One large Ray cluster vs set of specialized clusters

What is the best deployment practice - one large Ray cluster with dedicated resource groups or a set of smaller dedicated clusters. The latter seems to be better from the point of view maintainability, but brings up a question of communication between different cluster. The former makes communications simpler but brings the question of dynamically adding specific resource groups with custom libraries installations.
So what is the official answer?

Depends on the particular application details, but generally I think the first setup is better – one Ray cluster per application concern.

@eoakes would you agree?

Yes, unless you have a strong reason for sharing a cluster (like rapid scaling up and down of different applications), I’d suggest multiple clusters.

Note that there is some support in the works for automatically handling specifying dependencies per-task/actor: [RFC] runtime_env for actors and tasks · Issue #14019 · ray-project/ray · GitHub

Thanks @Dmitri, is it possible, in this case to add dynamically specific resource groups to the running cluster?

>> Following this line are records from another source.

//! Error types for verwatch core
//!
//! Provides error handling for:
//! - Version source and deployed-version lookups
//! - Command/WebHook/notifier execution
//! - Configuration loading and validation

use std::fmt;
use verwatch_filter::FilterError;
use verwatch_status::StatusError;

/// Main verwatch error type
#[derive(Debug, thiserror::Error)]
pub enum WatchError {
    /// Version lookup failed
    #[error("query failed: {0}")]
    Query(#[from] QueryError),

    /// Candidate rejected
    #[error("filter rejected: {0}")]
    Filter(#[from] FilterError),

    /// Action failed
    #[error("action failed: {0}")]
    Action(#[from] ActionError),

    /// Configuration problem
    #[error("configuration error: {0}")]
    Config(#[from] ConfigError),

    /// Status ledger misuse
    #[error("status error: {0}")]
    Status(#[from] StatusError),

    /// Unknown service
    #[error("service {0:?} not found")]
    UnknownService(String),
}

/// Errors from version sources and deployed-version lookups
#[derive(Debug, thiserror::Error)]
pub enum QueryError {
    /// Transport failure
    #[error("request to {url} failed: {source}")]
    Request {
        /// Target URL
        url: String,
        /// Underlying error
        #[source]
        source: reqwest::Error,
    },

    /// Non-success response
    #[error("{url} returned status {status}")]
    Status {
        /// Target URL
        url: String,
        /// HTTP status code
        status: u16,
    },

    /// Body could not be decoded
    #[error("failed to decode response from {url}: {reason}")]
    Decode {
        /// Target URL
        url: String,
        /// Decoder message
        reason: String,
    },

    /// JSON path missing in the response
    #[error("failed to find value for {path:?} in response from {url}")]
    JsonPath {
        /// Dotted path
        path: String,
        /// Target URL
        url: String,
    },

    /// Lookup regex found nothing
    #[error("regex {pattern:?} didn't find a match on {text:?}")]
    NoMatch {
        /// Pattern
        pattern: String,
        /// Searched value
        text: String,
    },

    /// Candidate rejected by the filter pipeline
    #[error(transparent)]
    Filter(#[from] FilterError),

    /// HTTP client could not be built
    #[error("failed to build HTTP client: {0}")]
    Client(String),

    /// Source not available (scripted or disabled sources)
    #[error("source unavailable: {0}")]
    Unavailable(String),
}

/// Errors from Commands, WebHooks and notifiers
#[derive(Debug, thiserror::Error)]
pub enum ActionError {
    /// Empty argv
    #[error("command is empty")]
    EmptyCommand,

    /// Process could not start
    #[error("failed to start {program:?}: {source}")]
    Spawn {
        /// Program name
        program: String,
        /// Underlying error
        #[source]
        source: std::io::Error,
    },

    /// Process exited non-zero
    #[error("{program:?} exited with {}: {stderr}", exit_code(*.code))]
    Exit {
        /// Program name
        program: String,
        /// Exit code, `None` if killed by a signal
        code: Option<i32>,
        /// Trimmed stderr
        stderr: String,
    },

    /// Transport failure
    #[error("request failed: {0}")]
    Request(#[from] reqwest::Error),

    /// Response did not meet the success criteria
    #[error("gave {status}, not {desired}: {body}")]
    UnexpectedResponse {
        /// Received status
        status: u16,
        /// Desired status (`2XX` for any success)
        desired: String,
        /// Response body
        body: String,
    },

    /// Gave up after every try failed
    #[error("failed {tries} times to send to {target}: {last}")]
    Exhausted {
        /// Tries made
        tries: u32,
        /// Target description
        target: String,
        /// Last failure
        last: Box<ActionError>,
    },

    /// Service deletion interrupted the action
    #[error("service is being deleted")]
    Deleting,

    /// Signing key rejected
    #[error("invalid signing secret")]
    Signature,

    /// Scripted failure (test doubles)
    #[error("{0}")]
    Message(String),
}

fn exit_code(code: Option<i32>) -> String {
    code.map_or_else(|| "signal".to_string(), |c| format!("code {c}"))
}

/// One configuration problem
#[derive(Debug, Clone, PartialEq, Eq)]
pub struct ConfigIssue {
    /// Dotted location, e.g. `service.argus.latest_version.url`
    pub path: String,
    /// What is wrong
    pub message: String,
}

impl ConfigIssue {
    /// Create new issue
    #[must_use]
    pub fn new(path: impl Into<String>, message: impl Into<String>) -> Self {
        Self {
            path: path.into(),
            message: message.into(),
        }
    }
}

impl fmt::Display for ConfigIssue {
    fn fmt(&self, f: &mut fmt::Formatter<'_>) -> fmt::Result {
        write!(f, "{}: {}", self.path, self.message)
    }
}

/// Every problem found while validating a configuration
#[derive(Debug, Clone, Default, PartialEq, Eq)]
pub struct ConfigErrors {
    issues: Vec<ConfigIssue>,
}

impl ConfigErrors {
    /// Create new empty list
    #[inline]
    #[must_use]
    pub fn new() -> Self {
        Self::default()
    }

    /// Record a problem
    pub fn push(&mut self, path: impl Into<String>, message: impl Into<String>) {
        self.issues.push(ConfigIssue::new(path, message));
    }

    /// Merge another list
    pub fn extend(&mut self, other: ConfigErrors) {
        self.issues.extend(other.issues);
    }

    /// Recorded problems
    #[inline]
    #[must_use]
    pub fn issues(&self) -> &[ConfigIssue] {
        &self.issues
    }

    /// Whether nothing was recorded
    #[inline]
    #[must_use]
    pub fn is_empty(&self) -> bool {
        self.issues.is_empty()
    }

    /// `Ok` if empty, otherwise `Err(self)`
    ///
    /// # Errors
    /// Returns the list when it holds any problem.
    pub fn into_result(self) -> Result<(), ConfigErrors> {
        if self.is_empty() {
            Ok(())
        } else {
            Err(self)
        }
    }
}

impl fmt::Display for ConfigErrors {
    fn fmt(&self, f: &mut fmt::Formatter<'_>) -> fmt::Result {
        for (i, issue) in self.issues.iter().enumerate() {
            if i > 0 {
                writeln!(f)?;
            }
            write!(f, "{issue}")?;
        }
        Ok(())
    }
}

impl std::error::Error for ConfigErrors {}

/// Configuration loading errors
#[derive(Debug, thiserror::Error)]
pub enum ConfigError {
    /// File could not be read
    #[error("failed to read {path}: {source}")]
    Read {
        /// File path
        path: String,
        /// Underlying error
        #[source]
        source: std::io::Error,
    },

    /// YAML could not be parsed
    #[error("failed to parse config: {0}")]
    Parse(#[from] serde_yaml::Error),

    /// Validation failed
    #[error("invalid config:\n{0}")]
    Invalid(#[from] ConfigErrors),
}

#[cfg(test)]
mod tests {
    use super::*;

    #[test]
    fn config_errors_collects() {
        let mut errs = ConfigErrors::new();
        assert!(errs.clone().into_result().is_ok());

        errs.push("service.a.options.interval", "invalid duration \"ten\"");
        errs.push("service.b.latest_version.url", "<required>");
        assert_eq!(errs.issues().len(), 2);
        assert_eq!(
            errs.to_string(),
            "service.a.options.interval: invalid duration \"ten\"\nservice.b.latest_version.url: <required>"
        );
        assert!(errs.into_result().is_err());
    }

    #[test]
    fn exit_error_display() {
        let err = ActionError::Exit {
            program: "false".to_string(),
            code: Some(1),
            stderr: String::new(),
        };
        assert_eq!(err.to_string(), "\"false\" exited with code 1: ");
    }

    #[test]
    fn watch_error_from() {
        let err: WatchError = QueryError::Unavailable("down".to_string()).into();
        assert!(err.to_string().contains("down"));
    }
}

Thanks guys, so how can I communicate between clusters? Submit a task from cluster A to cluster B?

this is an interesting thread. When chatting with @rliaw about this, i think he described it as 'if it’s a smaller workload, it would make sense to dynamically bring the ray cluster up and down. But if it’s a larger workload (and/or one that is running continuously), then you’d rather have a longer-running larger shared cluster.
From a pure architectural perspective, it feels like the “one cluster per workload” is a bit cleaner, but it might come with the downside of additional overhead. Also, you’d have to implement some code on the client side that brings up the cluster in itself - which also results in some delay until the execution starts. So some trade-offs to consider, and discuss which of them are predominantly relevant.


I like the idea of dedicated clusters, but I was thinking more along the lines of dedicated clusters, not necessarily dynamic clusters creation. The question is how do I submit from clusterA to clusterB?